[Start of Attachment]

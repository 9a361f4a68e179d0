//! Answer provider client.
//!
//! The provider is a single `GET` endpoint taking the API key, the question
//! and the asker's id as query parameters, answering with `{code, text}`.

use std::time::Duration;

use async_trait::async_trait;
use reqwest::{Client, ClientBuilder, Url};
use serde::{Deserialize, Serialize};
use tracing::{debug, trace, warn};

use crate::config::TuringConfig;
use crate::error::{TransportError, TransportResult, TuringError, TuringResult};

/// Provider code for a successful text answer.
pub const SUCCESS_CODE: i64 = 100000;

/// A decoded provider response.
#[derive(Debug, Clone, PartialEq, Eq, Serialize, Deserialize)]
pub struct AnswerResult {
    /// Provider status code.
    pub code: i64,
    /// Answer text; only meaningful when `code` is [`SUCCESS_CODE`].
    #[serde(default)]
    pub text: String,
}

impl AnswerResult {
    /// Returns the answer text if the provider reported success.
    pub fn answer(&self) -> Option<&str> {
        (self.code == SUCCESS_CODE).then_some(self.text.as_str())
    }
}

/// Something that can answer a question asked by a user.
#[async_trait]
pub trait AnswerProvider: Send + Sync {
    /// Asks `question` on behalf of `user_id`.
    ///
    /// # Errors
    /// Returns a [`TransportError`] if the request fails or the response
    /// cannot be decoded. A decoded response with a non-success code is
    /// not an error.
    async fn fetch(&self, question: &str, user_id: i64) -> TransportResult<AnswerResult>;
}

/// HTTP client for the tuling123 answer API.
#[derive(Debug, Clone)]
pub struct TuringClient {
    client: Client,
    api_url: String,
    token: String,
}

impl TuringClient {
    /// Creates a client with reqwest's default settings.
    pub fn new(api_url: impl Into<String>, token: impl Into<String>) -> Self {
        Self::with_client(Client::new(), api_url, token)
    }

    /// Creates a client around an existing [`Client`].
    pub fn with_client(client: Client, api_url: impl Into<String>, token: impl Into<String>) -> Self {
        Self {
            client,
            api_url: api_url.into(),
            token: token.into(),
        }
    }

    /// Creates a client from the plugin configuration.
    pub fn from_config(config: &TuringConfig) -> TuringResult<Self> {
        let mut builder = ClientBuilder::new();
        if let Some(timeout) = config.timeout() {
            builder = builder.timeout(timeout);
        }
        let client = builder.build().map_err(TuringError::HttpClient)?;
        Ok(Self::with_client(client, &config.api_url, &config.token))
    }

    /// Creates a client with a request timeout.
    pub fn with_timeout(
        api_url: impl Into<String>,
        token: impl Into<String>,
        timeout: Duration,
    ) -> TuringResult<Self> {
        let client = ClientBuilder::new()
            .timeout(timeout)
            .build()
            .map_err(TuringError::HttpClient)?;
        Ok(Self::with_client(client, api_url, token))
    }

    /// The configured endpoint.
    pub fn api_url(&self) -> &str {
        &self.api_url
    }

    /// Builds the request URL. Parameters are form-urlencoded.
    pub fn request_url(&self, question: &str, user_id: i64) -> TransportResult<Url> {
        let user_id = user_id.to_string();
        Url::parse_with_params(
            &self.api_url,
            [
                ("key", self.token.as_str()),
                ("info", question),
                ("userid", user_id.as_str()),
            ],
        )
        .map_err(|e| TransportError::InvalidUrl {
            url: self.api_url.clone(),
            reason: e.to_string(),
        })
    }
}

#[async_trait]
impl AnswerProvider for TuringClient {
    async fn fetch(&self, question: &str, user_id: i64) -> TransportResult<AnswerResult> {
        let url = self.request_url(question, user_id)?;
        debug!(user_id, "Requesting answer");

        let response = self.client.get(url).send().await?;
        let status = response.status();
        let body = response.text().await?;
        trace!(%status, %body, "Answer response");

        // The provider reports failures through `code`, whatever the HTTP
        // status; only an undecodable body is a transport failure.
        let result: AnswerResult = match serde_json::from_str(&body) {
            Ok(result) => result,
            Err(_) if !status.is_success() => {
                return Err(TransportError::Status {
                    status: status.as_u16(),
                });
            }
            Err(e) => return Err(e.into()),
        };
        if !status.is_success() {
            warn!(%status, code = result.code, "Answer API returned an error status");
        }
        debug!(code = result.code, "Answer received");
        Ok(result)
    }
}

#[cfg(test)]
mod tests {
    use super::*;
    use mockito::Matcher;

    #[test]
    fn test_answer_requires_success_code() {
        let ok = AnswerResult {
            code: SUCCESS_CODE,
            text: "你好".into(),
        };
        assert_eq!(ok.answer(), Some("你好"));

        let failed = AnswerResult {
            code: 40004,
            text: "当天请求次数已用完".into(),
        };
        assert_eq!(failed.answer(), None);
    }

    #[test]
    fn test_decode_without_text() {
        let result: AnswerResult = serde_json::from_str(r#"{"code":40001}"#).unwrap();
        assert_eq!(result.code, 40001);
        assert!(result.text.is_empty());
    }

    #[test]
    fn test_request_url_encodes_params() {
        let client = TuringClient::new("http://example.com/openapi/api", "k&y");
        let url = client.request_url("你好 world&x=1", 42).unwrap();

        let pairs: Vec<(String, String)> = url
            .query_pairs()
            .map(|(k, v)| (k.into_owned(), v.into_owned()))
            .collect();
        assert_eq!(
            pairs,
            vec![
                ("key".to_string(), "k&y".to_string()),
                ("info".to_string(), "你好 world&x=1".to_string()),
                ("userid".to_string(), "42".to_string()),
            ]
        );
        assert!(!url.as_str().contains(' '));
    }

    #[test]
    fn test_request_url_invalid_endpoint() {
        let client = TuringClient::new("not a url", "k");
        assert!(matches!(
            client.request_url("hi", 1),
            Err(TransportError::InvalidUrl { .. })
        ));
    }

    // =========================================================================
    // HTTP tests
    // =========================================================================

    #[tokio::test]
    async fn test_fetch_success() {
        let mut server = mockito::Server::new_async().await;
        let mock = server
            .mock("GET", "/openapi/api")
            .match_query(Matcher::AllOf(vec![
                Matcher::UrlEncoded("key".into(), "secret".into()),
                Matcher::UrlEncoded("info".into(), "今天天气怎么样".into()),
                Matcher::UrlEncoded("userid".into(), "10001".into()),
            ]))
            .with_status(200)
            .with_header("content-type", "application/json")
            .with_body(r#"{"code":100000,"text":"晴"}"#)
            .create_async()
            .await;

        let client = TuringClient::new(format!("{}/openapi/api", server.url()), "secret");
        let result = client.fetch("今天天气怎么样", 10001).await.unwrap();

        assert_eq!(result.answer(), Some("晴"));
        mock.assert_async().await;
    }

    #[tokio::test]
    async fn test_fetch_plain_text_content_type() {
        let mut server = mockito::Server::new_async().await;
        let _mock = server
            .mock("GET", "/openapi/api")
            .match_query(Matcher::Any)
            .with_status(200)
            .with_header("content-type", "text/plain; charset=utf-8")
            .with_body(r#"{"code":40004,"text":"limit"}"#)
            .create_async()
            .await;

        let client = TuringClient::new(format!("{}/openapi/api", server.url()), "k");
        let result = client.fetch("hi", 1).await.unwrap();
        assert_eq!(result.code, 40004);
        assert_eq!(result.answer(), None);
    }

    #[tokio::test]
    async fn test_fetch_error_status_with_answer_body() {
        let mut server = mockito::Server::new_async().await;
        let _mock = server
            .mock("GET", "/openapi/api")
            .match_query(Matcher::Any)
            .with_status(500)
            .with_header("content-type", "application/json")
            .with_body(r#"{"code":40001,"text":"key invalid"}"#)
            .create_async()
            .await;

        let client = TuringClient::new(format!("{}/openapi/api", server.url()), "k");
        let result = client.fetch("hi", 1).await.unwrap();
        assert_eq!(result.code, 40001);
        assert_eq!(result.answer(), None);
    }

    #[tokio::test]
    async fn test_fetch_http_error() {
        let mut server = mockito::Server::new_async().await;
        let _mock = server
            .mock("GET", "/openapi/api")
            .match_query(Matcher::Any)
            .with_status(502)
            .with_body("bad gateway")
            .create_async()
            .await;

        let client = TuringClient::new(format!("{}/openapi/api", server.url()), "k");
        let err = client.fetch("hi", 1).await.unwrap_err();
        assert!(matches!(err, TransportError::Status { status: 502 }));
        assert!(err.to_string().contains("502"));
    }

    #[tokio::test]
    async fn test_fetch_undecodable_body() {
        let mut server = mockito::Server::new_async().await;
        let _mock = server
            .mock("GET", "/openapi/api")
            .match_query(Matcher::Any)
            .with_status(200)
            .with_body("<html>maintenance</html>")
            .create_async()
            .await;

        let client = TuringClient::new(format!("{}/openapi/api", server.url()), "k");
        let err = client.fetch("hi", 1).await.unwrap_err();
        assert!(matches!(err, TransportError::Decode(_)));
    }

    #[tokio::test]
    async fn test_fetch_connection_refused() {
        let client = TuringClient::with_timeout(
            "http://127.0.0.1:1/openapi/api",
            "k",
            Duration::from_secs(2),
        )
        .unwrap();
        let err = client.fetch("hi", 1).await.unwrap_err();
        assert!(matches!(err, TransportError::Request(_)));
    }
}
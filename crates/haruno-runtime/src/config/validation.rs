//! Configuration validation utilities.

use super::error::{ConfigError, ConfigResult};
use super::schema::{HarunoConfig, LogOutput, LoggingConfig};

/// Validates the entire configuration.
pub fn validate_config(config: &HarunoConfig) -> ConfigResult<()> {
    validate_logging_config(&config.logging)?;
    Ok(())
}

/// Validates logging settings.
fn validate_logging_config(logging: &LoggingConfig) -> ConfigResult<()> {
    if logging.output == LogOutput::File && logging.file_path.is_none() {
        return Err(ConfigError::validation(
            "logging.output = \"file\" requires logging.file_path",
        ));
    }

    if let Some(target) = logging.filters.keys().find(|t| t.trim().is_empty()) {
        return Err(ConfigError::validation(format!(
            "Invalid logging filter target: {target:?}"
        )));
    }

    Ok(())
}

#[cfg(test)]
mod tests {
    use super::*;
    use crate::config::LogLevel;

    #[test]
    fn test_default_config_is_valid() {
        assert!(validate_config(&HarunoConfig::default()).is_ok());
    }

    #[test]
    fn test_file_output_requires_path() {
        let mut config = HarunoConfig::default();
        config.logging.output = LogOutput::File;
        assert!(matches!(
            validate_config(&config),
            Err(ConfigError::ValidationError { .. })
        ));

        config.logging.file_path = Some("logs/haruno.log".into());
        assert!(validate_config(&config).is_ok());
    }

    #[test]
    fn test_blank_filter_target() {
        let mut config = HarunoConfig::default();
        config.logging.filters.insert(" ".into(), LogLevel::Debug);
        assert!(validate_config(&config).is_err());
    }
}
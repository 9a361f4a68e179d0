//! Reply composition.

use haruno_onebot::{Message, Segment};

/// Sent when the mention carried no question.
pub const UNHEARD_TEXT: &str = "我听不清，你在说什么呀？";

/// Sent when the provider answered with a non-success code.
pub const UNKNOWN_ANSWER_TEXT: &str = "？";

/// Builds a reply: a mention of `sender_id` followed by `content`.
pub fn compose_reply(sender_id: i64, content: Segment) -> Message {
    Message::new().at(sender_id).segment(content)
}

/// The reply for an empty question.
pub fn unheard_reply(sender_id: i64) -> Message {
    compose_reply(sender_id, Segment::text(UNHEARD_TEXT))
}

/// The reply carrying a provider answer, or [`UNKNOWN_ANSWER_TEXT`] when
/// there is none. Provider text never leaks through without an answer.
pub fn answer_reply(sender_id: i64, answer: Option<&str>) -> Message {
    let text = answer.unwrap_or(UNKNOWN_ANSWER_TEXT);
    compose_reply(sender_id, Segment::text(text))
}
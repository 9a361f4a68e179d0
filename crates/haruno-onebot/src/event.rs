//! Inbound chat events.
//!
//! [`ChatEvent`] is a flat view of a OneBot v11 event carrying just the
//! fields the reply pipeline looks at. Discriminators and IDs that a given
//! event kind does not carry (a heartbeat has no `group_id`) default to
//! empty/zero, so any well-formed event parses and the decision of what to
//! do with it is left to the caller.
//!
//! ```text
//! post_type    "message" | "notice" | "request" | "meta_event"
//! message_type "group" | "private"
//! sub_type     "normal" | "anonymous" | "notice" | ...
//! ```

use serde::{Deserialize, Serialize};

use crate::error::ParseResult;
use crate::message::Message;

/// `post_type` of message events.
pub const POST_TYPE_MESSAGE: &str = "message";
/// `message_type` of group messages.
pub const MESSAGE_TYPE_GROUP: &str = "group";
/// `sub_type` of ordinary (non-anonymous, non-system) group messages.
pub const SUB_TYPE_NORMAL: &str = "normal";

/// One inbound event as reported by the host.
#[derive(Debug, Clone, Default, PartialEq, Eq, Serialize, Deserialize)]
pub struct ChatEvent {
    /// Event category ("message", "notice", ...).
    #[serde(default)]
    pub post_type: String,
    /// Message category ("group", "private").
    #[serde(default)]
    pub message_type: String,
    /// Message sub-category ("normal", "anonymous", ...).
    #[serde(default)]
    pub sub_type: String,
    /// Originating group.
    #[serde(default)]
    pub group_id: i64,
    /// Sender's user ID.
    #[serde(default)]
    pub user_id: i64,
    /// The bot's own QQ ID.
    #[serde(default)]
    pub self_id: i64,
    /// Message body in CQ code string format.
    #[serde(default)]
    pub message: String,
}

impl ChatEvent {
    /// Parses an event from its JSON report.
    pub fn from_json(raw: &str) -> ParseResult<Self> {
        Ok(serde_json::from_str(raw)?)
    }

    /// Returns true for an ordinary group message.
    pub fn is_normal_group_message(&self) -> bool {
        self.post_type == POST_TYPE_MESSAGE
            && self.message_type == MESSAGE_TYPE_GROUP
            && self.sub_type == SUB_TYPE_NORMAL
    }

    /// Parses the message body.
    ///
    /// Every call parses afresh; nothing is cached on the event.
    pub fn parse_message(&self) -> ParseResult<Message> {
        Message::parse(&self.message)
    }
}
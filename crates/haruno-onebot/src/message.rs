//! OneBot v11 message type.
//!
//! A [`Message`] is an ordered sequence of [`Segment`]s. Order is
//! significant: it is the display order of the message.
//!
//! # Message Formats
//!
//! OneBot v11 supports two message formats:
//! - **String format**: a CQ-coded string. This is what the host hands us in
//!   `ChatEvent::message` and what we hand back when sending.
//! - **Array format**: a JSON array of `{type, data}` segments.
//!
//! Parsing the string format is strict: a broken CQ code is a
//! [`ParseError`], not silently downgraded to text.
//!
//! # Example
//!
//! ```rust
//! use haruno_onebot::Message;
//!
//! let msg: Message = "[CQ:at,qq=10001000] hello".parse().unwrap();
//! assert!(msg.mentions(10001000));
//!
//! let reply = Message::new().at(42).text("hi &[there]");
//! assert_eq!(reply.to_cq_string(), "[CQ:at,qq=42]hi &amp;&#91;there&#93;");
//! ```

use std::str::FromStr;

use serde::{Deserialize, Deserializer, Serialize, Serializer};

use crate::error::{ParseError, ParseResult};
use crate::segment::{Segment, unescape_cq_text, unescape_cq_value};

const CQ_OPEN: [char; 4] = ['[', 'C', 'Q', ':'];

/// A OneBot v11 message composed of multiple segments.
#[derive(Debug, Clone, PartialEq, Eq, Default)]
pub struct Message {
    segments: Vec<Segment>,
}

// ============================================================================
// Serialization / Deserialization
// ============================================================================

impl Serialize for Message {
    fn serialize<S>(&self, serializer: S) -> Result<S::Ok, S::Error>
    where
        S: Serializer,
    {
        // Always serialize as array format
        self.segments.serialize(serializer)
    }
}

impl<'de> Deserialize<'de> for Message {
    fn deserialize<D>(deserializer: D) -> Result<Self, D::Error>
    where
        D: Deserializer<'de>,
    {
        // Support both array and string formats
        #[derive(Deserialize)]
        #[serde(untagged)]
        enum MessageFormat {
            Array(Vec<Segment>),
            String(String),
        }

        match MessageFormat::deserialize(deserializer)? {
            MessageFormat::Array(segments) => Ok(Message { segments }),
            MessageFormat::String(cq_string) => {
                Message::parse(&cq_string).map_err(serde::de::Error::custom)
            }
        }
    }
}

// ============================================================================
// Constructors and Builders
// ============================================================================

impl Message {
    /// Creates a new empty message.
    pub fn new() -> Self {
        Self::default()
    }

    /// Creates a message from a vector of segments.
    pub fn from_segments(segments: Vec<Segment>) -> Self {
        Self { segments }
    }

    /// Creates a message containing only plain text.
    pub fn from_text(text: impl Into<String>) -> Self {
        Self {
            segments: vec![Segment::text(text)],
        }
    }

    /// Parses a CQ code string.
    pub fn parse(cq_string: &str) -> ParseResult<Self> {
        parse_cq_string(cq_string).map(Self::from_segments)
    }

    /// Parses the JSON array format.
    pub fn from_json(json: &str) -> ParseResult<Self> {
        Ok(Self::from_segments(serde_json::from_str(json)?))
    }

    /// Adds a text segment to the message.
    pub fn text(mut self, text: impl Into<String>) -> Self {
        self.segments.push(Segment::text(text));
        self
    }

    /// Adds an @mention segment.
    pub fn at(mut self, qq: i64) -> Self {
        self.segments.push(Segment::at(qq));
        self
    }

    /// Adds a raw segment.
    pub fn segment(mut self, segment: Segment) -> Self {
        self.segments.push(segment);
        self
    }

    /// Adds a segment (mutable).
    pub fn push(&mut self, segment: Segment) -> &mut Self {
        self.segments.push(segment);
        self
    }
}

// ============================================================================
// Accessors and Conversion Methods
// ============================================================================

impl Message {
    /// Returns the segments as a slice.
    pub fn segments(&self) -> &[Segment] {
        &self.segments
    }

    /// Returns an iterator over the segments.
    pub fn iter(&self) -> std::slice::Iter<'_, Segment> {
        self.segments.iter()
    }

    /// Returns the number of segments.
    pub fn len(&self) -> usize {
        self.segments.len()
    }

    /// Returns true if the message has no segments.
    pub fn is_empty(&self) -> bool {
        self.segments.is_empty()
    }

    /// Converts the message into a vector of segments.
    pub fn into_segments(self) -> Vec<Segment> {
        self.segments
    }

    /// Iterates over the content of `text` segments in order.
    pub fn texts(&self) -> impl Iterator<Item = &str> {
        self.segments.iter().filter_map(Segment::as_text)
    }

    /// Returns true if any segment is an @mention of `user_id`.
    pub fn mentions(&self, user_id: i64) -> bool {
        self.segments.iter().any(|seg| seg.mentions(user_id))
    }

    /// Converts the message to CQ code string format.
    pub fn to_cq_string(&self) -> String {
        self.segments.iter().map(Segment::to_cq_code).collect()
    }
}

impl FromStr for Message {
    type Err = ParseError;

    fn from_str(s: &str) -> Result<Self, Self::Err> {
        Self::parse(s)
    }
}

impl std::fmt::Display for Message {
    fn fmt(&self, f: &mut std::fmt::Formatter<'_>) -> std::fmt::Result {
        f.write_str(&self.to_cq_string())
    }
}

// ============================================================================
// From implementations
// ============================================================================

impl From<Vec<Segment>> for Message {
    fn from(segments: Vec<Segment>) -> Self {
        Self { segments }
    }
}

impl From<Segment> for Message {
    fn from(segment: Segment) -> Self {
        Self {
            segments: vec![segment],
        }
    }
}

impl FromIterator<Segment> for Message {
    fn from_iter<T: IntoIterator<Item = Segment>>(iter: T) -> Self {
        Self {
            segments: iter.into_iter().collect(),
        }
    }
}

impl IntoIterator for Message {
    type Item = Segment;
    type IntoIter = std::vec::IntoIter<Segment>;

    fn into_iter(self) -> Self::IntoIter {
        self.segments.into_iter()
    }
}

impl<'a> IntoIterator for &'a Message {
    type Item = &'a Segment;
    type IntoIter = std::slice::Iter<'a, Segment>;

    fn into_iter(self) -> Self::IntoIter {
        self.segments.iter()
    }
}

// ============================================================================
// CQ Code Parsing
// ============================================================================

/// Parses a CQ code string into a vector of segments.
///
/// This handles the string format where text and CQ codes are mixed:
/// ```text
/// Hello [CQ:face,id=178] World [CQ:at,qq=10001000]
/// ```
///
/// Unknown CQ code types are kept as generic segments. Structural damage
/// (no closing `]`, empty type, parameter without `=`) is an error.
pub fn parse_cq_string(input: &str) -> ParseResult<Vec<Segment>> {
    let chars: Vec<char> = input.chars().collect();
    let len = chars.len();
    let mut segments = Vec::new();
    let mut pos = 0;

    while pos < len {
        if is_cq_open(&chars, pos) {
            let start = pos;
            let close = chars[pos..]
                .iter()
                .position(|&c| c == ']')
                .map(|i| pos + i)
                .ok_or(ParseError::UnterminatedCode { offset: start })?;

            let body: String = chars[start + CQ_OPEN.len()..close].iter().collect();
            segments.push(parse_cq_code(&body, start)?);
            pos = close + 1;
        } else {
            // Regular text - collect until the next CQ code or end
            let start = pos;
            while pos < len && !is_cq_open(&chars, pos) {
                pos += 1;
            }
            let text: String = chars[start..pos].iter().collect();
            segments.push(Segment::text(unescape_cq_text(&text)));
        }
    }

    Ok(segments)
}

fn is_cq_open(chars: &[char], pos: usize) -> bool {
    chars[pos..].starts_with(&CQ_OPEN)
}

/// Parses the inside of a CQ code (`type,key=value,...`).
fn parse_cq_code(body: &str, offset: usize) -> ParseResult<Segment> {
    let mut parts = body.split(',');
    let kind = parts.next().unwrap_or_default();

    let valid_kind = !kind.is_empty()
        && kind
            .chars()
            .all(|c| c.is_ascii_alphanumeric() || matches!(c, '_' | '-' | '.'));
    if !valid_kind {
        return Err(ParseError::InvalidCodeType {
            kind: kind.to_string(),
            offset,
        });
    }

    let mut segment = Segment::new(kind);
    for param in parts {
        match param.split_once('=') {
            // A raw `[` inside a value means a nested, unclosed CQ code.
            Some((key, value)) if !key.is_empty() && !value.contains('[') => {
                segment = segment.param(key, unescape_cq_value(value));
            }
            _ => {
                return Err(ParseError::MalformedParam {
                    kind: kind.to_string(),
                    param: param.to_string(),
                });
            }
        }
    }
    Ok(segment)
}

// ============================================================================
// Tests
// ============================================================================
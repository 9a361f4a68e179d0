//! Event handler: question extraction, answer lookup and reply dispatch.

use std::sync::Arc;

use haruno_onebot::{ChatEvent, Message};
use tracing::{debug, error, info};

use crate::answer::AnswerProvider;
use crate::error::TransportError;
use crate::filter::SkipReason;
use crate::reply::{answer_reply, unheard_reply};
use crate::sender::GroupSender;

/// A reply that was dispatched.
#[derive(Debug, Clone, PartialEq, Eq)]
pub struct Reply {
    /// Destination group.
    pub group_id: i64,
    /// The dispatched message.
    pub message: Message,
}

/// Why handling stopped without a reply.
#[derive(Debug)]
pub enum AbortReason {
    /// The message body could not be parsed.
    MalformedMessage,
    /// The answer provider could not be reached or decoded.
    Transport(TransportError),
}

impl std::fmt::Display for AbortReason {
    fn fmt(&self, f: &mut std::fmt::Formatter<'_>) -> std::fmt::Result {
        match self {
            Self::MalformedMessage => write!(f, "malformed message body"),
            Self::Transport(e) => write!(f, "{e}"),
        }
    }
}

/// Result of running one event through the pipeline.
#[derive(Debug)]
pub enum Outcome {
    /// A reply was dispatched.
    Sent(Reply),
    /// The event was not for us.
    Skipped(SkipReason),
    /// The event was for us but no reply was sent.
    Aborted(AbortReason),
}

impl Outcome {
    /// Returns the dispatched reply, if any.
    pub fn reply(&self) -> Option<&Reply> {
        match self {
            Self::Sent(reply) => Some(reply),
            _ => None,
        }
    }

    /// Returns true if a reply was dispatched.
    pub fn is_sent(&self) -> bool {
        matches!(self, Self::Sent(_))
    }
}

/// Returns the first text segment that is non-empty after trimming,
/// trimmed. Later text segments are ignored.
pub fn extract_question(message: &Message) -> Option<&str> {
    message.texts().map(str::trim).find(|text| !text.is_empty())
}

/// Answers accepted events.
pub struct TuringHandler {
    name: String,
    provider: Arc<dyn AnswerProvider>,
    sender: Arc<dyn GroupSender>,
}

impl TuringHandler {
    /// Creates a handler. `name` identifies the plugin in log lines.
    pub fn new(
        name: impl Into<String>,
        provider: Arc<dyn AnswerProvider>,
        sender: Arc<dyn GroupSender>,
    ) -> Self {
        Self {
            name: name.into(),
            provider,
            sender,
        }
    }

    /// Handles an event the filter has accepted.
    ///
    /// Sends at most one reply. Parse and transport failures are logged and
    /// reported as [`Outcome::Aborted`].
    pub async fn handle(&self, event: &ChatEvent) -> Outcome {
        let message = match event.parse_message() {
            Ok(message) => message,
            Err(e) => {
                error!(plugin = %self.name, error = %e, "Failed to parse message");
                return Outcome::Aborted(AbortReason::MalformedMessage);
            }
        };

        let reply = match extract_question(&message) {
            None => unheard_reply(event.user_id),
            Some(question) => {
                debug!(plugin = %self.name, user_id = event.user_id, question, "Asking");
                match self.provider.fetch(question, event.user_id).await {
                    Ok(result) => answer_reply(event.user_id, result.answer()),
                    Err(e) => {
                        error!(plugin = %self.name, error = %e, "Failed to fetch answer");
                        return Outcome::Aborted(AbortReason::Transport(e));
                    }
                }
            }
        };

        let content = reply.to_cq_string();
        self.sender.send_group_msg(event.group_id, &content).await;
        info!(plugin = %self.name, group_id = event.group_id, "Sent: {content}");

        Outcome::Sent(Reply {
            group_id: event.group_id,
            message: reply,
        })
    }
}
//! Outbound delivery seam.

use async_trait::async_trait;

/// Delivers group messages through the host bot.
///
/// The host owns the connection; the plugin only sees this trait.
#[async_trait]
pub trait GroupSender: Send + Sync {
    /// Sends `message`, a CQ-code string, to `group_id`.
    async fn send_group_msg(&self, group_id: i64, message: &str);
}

[End of Attachment]

** Problem description **
Where a line above holds the string "TuringClient", show that line.

** Exercise solution **
pub struct TuringClient {
impl TuringClient {
impl AnswerProvider for TuringClient {
        let client = TuringClient::new("http://example.com/openapi/api", "k&y");
        let client = TuringClient::new("not a url", "k");
        let client = TuringClient::new(format!("{}/openapi/api", server.url()), "secret");
        let client = TuringClient::new(format!("{}/openapi/api", server.url()), "k");
        let client = TuringClient::new(format!("{}/openapi/api", server.url()), "k");
        let client = TuringClient::new(format!("{}/openapi/api", server.url()), "k");
        let client = TuringClient::new(format!("{}/openapi/api", server.url()), "k");
        let client = TuringClient::with_timeout(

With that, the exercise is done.